───── Records provided

//! Validation context and utilities for manifest parsing.

use std::sync::Arc;

use miette::SourceSpan;

use crate::{Error, Result, error::SourceContext};

/// Scalar names accepted besides reference-model class names.
pub(crate) const SCALAR_NAMES: &[&str] = &[
    "text",
    "string",
    "boolean",
    "bool",
    "integer",
    "int",
    "decimal",
    "float",
    "date_time",
    "duration",
    "uri",
];

/// Parsing and validation context that carries source information.
///
/// Carries the source and the current key path through the manifest so
/// nested validation can name where a problem is.
///
/// # Example
///
/// ```ignore
/// let ctx = ParseContext::new(src, "archgen.toml");
/// ctx.push("expand").push("DV_QUANTITY").validate_scalar("units", "text")?;
/// ```
#[derive(Debug, Clone)]
pub struct ParseContext<'a> {
    /// Source context for error reporting (shared across nested contexts)
    source: Arc<SourceContext>,
    /// Key path segments (e.g., ["expand", "DV_QUANTITY"])
    path: Vec<&'a str>,
}

impl<'a> ParseContext<'a> {
    /// Create a new parse context with the given source and filename.
    pub fn new(src: &str, filename: &str) -> Self {
        Self {
            source: Arc::new(SourceContext::new(src, filename)),
            path: Vec::new(),
        }
    }

    /// Get the source content.
    pub fn src(&self) -> &str {
        self.source.src()
    }

    /// Push a path segment and return a new context.
    pub fn push(&self, segment: &'a str) -> Self {
        let mut new_path = self.path.clone();
        new_path.push(segment);
        Self {
            source: Arc::clone(&self.source),
            path: new_path,
        }
    }

    /// Get the current path as a dot-separated string.
    pub fn path_string(&self) -> String {
        self.path.join(".")
    }

    /// Dotted path of `key` below the current path.
    pub fn key_path(&self, key: &str) -> String {
        if self.path.is_empty() {
            key.to_string()
        } else {
            format!("{}.{}", self.path_string(), key)
        }
    }

    /// Validation error located at a key's assignment, if it can be found.
    pub fn validation_error(&self, message: impl Into<String>, key: &str) -> Box<Error> {
        let message = format!("{}: {}", self.key_path(key), message.into());
        match find_key_span(self.src(), key) {
            Some(span) => self.source.validation_error_at(message, span),
            None => self.source.validation_error(message),
        }
    }

    /// Validate that a base package is a dotted list of identifiers.
    pub fn validate_package(&self, package: &str) -> Result<()> {
        if let Some(reason) = validate_package(package) {
            let message = format!("invalid package '{}': {}", package, reason);
            return Err(match find_value_span(self.src(), package) {
                Some(span) if !package.is_empty() => self.source.validation_error_at(message, span),
                _ => self.validation_error(message, "package"),
            });
        }
        Ok(())
    }

    /// Validate a scalar name assigned to `key`.
    pub fn validate_scalar(&self, key: &str, scalar: &str) -> Result<()> {
        if is_known_scalar(scalar) {
            return Ok(());
        }
        Err(self.source.unknown_scalar_error(
            scalar,
            self.key_path(key),
            find_value_span(self.src(), scalar),
        ))
    }
}

/// Returns true for a known scalar or a reference-model class name.
pub(crate) fn is_known_scalar(name: &str) -> bool {
    if SCALAR_NAMES.contains(&name) {
        return true;
    }
    is_rm_class(name.strip_prefix("rm:").unwrap_or(name))
}

/// Reference-model class names are upper snake case, e.g. `DV_QUANTITY`.
fn is_rm_class(name: &str) -> bool {
    let mut chars = name.chars();
    matches!(chars.next(), Some(c) if c.is_ascii_uppercase())
        && chars.all(|c| c.is_ascii_uppercase() || c.is_ascii_digit() || c == '_')
}

/// Returns None if valid, Some(reason) if invalid.
pub(crate) fn validate_package(package: &str) -> Option<&'static str> {
    if package.is_empty() {
        return Some("package cannot be empty");
    }
    for segment in package.split('.') {
        let mut chars = segment.chars();
        match chars.next() {
            None => return Some("package segments cannot be empty"),
            Some(c) if c.is_ascii_alphabetic() || c == '_' => {}
            Some(_) => return Some("package segments must start with a letter or underscore"),
        }
        if !chars.all(|c| c.is_ascii_alphanumeric() || c == '_') {
            return Some("package segments must contain only letters, numbers, and underscores");
        }
    }
    None
}

/// Find the span of a quoted string value in the TOML source.
pub(crate) fn find_value_span(src: &str, value: &str) -> Option<SourceSpan> {
    for quote in ['"', '\''] {
        let pattern = format!("{quote}{value}{quote}");
        if let Some(pos) = src.find(&pattern) {
            // +1 to skip the opening quote
            return Some(SourceSpan::from((pos + 1, value.len())));
        }
    }
    None
}

/// Find the span of a key at the start of a line, e.g. `key = ...`.
pub(crate) fn find_key_span(src: &str, key: &str) -> Option<SourceSpan> {
    let mut offset = 0;
    for line in src.split_inclusive('\n') {
        let trimmed = line.trim_start();
        let indent = line.len() - trimmed.len();
        if let Some(rest) = trimmed.strip_prefix(key)
            && rest.trim_start().starts_with('=')
        {
            return Some(SourceSpan::from((offset + indent, key.len())));
        }
        offset += line.len();
    }
    None
}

──────────

Problem to work on.
The answer must be the line containing "pub(crate) fn find_key_span(src: &str, key: &str)" and every line after it to the end of the records, repeated exactly.

The answer.
pub(crate) fn find_key_span(src: &str, key: &str) -> Option<SourceSpan> {
    let mut offset = 0;
    for line in src.split_inclusive('\n') {
        let trimmed = line.trim_start();
        let indent = line.len() - trimmed.len();
        if let Some(rest) = trimmed.strip_prefix(key)
            && rest.trim_start().starts_with('=')
        {
            return Some(SourceSpan::from((offset + indent, key.len())));
        }
        offset += line.len();
    }
    None
}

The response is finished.